In the aftermath the GMC suggested a review to explore how gross negligence manslaughter is applied to medical practice, in situations where the risk of death is a constant and in the context of systemic pressure. The review has brought together health professional leaders, defence bodies, patient, legal and four criminal justice experts from across the UK.

Jeremy Hunt told the House of Commons that the aim of the review was to ‘ensure the vital role of reflective learning, openness and transparency is protected so that mistakes are learned from and not covered up’ and provide ‘clarity about where the line is drawn between gross negligence manslaughter and ordinary human error in medical practice’.

GMC chief executive Charlie Massey said a review into whether gross negligence manslaughter laws are fit for purpose in healthcare in England was welcome. ‘Doctors are working in extremely challenging conditions, and we recognise that any doctor can make a mistake, particularly when working under pressure,’ he said.

The current law in respect of gross negligence manslaughter is known as the Adomako Test. The four stages are the existence of a duty of care to the deceased, a breach of that duty of care, which then causes (or significantly contributes to) the death of the victim, and that the breach was grossly negligent—meaning that the departure from the proper standard of care was so serious it is judged as criminal. Another element of the test is that the conduct was ‘truly exceptionally bad’, as set out in the case of Misra [2004] EWCA Crim 2375.

The Medical Protection Society has criticised the law for placing the evidential bar too low, which was resulting in good doctors being ‘criminalised for unintentional and often system-wide mistakes that are devastating for all involved’. It is argued by the society the law shifts more into line with the legal test for Culpable Homicide in Scotland – which has seen one attempted prosecution resulting in acquittal – as it is ‘better suited to determining the culpability of a doctor in a patient death and whether a prosecution is in the public interest’.

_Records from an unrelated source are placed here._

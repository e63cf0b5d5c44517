//! Formatter contract shared by the text and JSON renderers

use super::caller::{CallerPrettifier, Frame};
use super::error::{LoggerError, Result};
use super::fields::Fields;
use super::log_entry::LogEntry;
use chrono::{DateTime, FixedOffset, Local};
use serde::{Deserialize, Serialize};

/// Renders one entry into the bytes of one record, newline terminated
///
/// Implementations must be a pure function of their configuration, the
/// entry and the [`FormatContext`].
pub trait Formatter: Send + Sync {
    fn format(&self, entry: &LogEntry, ctx: &mut FormatContext) -> Result<Vec<u8>>;
    fn name(&self) -> &str;
}

/// Environment a formatter may depend on, supplied by the logger per record
#[derive(Debug)]
pub struct FormatContext {
    /// Every configured output is an interactive terminal
    pub terminal: bool,
    /// Origin of the relative `[0001]` counter (logger creation)
    pub base_timestamp: DateTime<FixedOffset>,
    diagnostics: Vec<LoggerError>,
}

impl FormatContext {
    pub fn new(terminal: bool, base_timestamp: DateTime<FixedOffset>) -> Self {
        Self {
            terminal,
            base_timestamp,
            diagnostics: Vec::new(),
        }
    }

    /// Record a non-fatal problem found while formatting
    pub fn report(&mut self, diagnostic: LoggerError) {
        self.diagnostics.push(diagnostic);
    }

    pub fn diagnostics(&self) -> &[LoggerError] {
        &self.diagnostics
    }

    pub fn take_diagnostics(&mut self) -> Vec<LoggerError> {
        std::mem::take(&mut self.diagnostics)
    }
}

impl Default for FormatContext {
    fn default() -> Self {
        Self::new(false, Local::now().fixed_offset())
    }
}

/// Names of the fixed keys written by the formatters
#[derive(Debug, Clone, PartialEq, Eq, Serialize, Deserialize)]
#[serde(default)]
pub struct FieldMap {
    pub time: String,
    pub level: String,
    pub msg: String,
    pub func: String,
    pub file: String,
}

impl Default for FieldMap {
    fn default() -> Self {
        Self {
            time: "time".to_string(),
            level: "level".to_string(),
            msg: "msg".to_string(),
            func: "func".to_string(),
            file: "file".to_string(),
        }
    }
}

impl FieldMap {
    #[must_use]
    pub fn new() -> Self {
        Self::default()
    }

    #[must_use]
    pub fn with_time_key(mut self, key: impl Into<String>) -> Self {
        self.time = key.into();
        self
    }

    #[must_use]
    pub fn with_level_key(mut self, key: impl Into<String>) -> Self {
        self.level = key.into();
        self
    }

    #[must_use]
    pub fn with_msg_key(mut self, key: impl Into<String>) -> Self {
        self.msg = key.into();
        self
    }

    #[must_use]
    pub fn with_func_key(mut self, key: impl Into<String>) -> Self {
        self.func = key.into();
        self
    }

    #[must_use]
    pub fn with_file_key(mut self, key: impl Into<String>) -> Self {
        self.file = key.into();
        self
    }

    /// Keys a data field must not use; caller keys only count when a caller is present
    pub fn reserved_keys(&self, has_caller: bool) -> Vec<&str> {
        let mut keys = vec![self.time.as_str(), self.level.as_str(), self.msg.as_str()];
        if has_caller {
            keys.push(self.func.as_str());
            keys.push(self.file.as_str());
        }
        keys
    }
}

/// Rename data fields that collide with reserved keys to `fields.<key>`
///
/// Each collision is reported to `ctx`; the field itself is kept. When
/// `fields.<key>` is already taken the prefix is repeated until the name is
/// free.
pub(crate) fn prefix_field_clashes(
    fields: &Fields,
    field_map: &FieldMap,
    has_caller: bool,
    format_type: &str,
    ctx: &mut FormatContext,
) -> Fields {
    let reserved = field_map.reserved_keys(has_caller);
    if !fields.keys().any(|key| reserved.contains(&key)) {
        return fields.clone();
    }

    let mut renamed = Fields::new();
    for (key, value) in fields.iter() {
        if reserved.contains(&key) {
            let mut target = format!("fields.{}", key);
            while fields.contains_key(&target) || renamed.contains_key(&target) {
                target = format!("fields.{}", target);
            }
            ctx.report(LoggerError::reserved_key(format_type, key, target.as_str()));
            renamed.insert(target, value.clone());
        } else {
            renamed.insert(key, value.clone());
        }
    }
    renamed
}

/// The `(function, file)` pair to display for a frame
///
/// `default_pair` is used when no prettifier is configured.
pub(crate) fn caller_pair(
    frame: &Frame,
    prettifier: Option<&CallerPrettifier>,
    default_pair: impl FnOnce(&Frame) -> (String, String),
) -> (String, String) {
    match prettifier {
        Some(prettify) => prettify(frame),
        None => default_pair(frame),
    }
}
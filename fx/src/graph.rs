//! Directed rate graph built from exchange edges.

use std::collections::HashMap;

use ratepath_common::{Currency, ExchangeEdge};
use rust_decimal::Decimal;
use tracing::warn;

use crate::error::FxError;

/// Adjacency list: currency -> outgoing `(destination, rate)` pairs in input order.
///
/// Built per conversion request. Edges with a non-positive rate are left out
/// individually and kept in [`RateGraph::rejected`]; building never fails.
#[derive(Debug, Clone, Default)]
pub struct RateGraph {
    adj: HashMap<Currency, Vec<(Currency, Decimal)>>,
    rejected: Vec<ExchangeEdge>,
}

impl RateGraph {
    /// Build the graph from a flat edge list.
    pub fn build(edges: &[ExchangeEdge]) -> Self {
        let mut graph = Self::default();

        for edge in edges {
            if !edge.has_valid_rate() {
                let err = FxError::InvalidEdgeData(edge.clone());
                warn!(code = err.error_code(), edge = %edge, "Rejected exchange edge");
                graph.rejected.push(edge.clone());
                continue;
            }

            graph
                .adj
                .entry(edge.from.clone())
                .or_default()
                .push((edge.to.clone(), edge.rate));
        }

        graph
    }

    /// Outgoing edges of `currency`, empty if it has none.
    pub fn neighbors(&self, currency: &Currency) -> &[(Currency, Decimal)] {
        self.adj.get(currency).map(Vec::as_slice).unwrap_or(&[])
    }

    /// Rate of the first edge from `from` to `to`.
    pub fn rate(&self, from: &Currency, to: &Currency) -> Option<Decimal> {
        self.neighbors(from)
            .iter()
            .find(|(dest, _)| dest == to)
            .map(|(_, rate)| *rate)
    }

    /// Edges dropped because their rate was not strictly positive.
    pub fn rejected(&self) -> &[ExchangeEdge] {
        &self.rejected
    }

    /// Number of accepted edges.
    pub fn edge_count(&self) -> usize {
        self.adj.values().map(Vec::len).sum()
    }

    pub fn is_empty(&self) -> bool {
        self.adj.is_empty()
    }
}
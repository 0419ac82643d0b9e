//! FX engine error types.

use ratepath_common::{Currency, CurrencyError, ExchangeEdge};
use rust_decimal::Decimal;
use thiserror::Error;

/// Errors that can occur in the FX engine.
#[derive(Debug, Clone, Error, PartialEq, Eq)]
pub enum FxError {
    /// Amount to convert was zero or negative.
    #[error("Amount must be positive, got {0}")]
    InvalidAmount(Decimal),

    /// Currency code was empty or malformed.
    #[error("Invalid currency code: {0}")]
    InvalidCurrencyCode(#[from] CurrencyError),

    /// Retrieval succeeded but yielded no edges at all.
    #[error("No exchange data available")]
    NoExchangeDataAvailable,

    /// Exchange data exists but does not connect the two currencies.
    #[error("No conversion path from {from} to {to}")]
    NoPathFound { from: Currency, to: Currency },

    /// The rate source failed.
    #[error("Rate source {source_name} unavailable: {reason}")]
    RateSourceUnavailable { source_name: String, reason: String },

    /// Edge with a non-positive rate.
    #[error("Invalid edge data: {0}")]
    InvalidEdgeData(ExchangeEdge),

    /// Running amount left the representable decimal range.
    #[error("Amount overflowed converting {from} to {to}")]
    AmountOverflow { from: Currency, to: Currency },

    /// A hop of a found path has no backing edge.
    #[error("Path hop {from} -> {to} has no matching edge")]
    PathEdgeMissing { from: Currency, to: Currency },
}

impl FxError {
    /// Build a rate source failure.
    pub fn source_unavailable(source_name: impl Into<String>, reason: impl ToString) -> Self {
        FxError::RateSourceUnavailable {
            source_name: source_name.into(),
            reason: reason.to_string(),
        }
    }

    /// Whether the caller can fix this by changing the request.
    pub fn is_user_error(&self) -> bool {
        matches!(
            self,
            FxError::InvalidAmount(_) | FxError::InvalidCurrencyCode(_)
        )
    }

    /// Stable error identifier for presentation layers.
    pub fn error_code(&self) -> &'static str {
        match self {
            FxError::InvalidAmount(_) => "INVALID_AMOUNT",
            FxError::InvalidCurrencyCode(_) => "INVALID_CURRENCY_CODE",
            FxError::NoExchangeDataAvailable => "NO_EXCHANGE_DATA_AVAILABLE",
            FxError::NoPathFound { .. } => "NO_PATH_FOUND",
            FxError::RateSourceUnavailable { .. } => "RATE_SOURCE_UNAVAILABLE",
            FxError::InvalidEdgeData(_) => "INVALID_EDGE_DATA",
            FxError::AmountOverflow { .. } => "AMOUNT_OVERFLOW",
            FxError::PathEdgeMissing { .. } => "INTERNAL_ERROR",
        }
    }
}

/// Result type for FX operations.
pub type FxResult<T> = Result<T, FxError>;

‘The public and medical profession would expect that extreme cases where there is intent to cause harm or a high degree of recklessness result in prosecution, and we support that,’ Rob Hendry, medical director at the society, said; adding that most medical manslaughter cases were ‘more complex’.

‘A striking feature of the law in England and Wales is that intent, carelessness or recklessness is not required for a conviction. The legal bar is too low and it is hard to see who benefits: a family has lost a loved one through tragic circumstances, a doctor may lose their career and face a prison sentence, the NHS has lost a valuable doctor, and fear of personal recrimination becomes increasingly embedded across healthcare.’
Rob Hendry

Nick Barnard, a lawyer at the London law firm Corker Binning, was reported in the Times as saying that ‘making a significant change to the criminal law is an extreme step’. He also said that the Medical Protection Society was right to say that most medical cases are more complex than other gross negligence manslaughter cases.

Barnard said: ‘However, it would perhaps be better for this complexity to be dealt with by a clearer and more considered CPS policy, which takes into the account the challenges of providing medical care in the current climate and the public interest in prosecuting mistakes made under pressure.’

BMA chair Dr Chaand Nagpaul said that there was concern that ‘a growing number of prosecutions of doctors for gross negligence manslaughter results in doctors becoming more cautious’. ‘This makes it more likely that they will practise defensive medicine, which is not in the interests of patients,’ he said.

Charges of gross negligence manslaughter against medical practitioners are extremely rare.  Additionally, in the past four years the GMC have reduced the number of investigations of single clinical incidents by 56 per cent. The number of full investigations is also falling, from 2,265 in 2011 to 1,436 in 2016. The number of sanctions and warnings fell by eight per cent in the same period. There has been a 12% fall in doctors receiving conditions or undertakings and a drop of almost a third in doctors receiving warnings.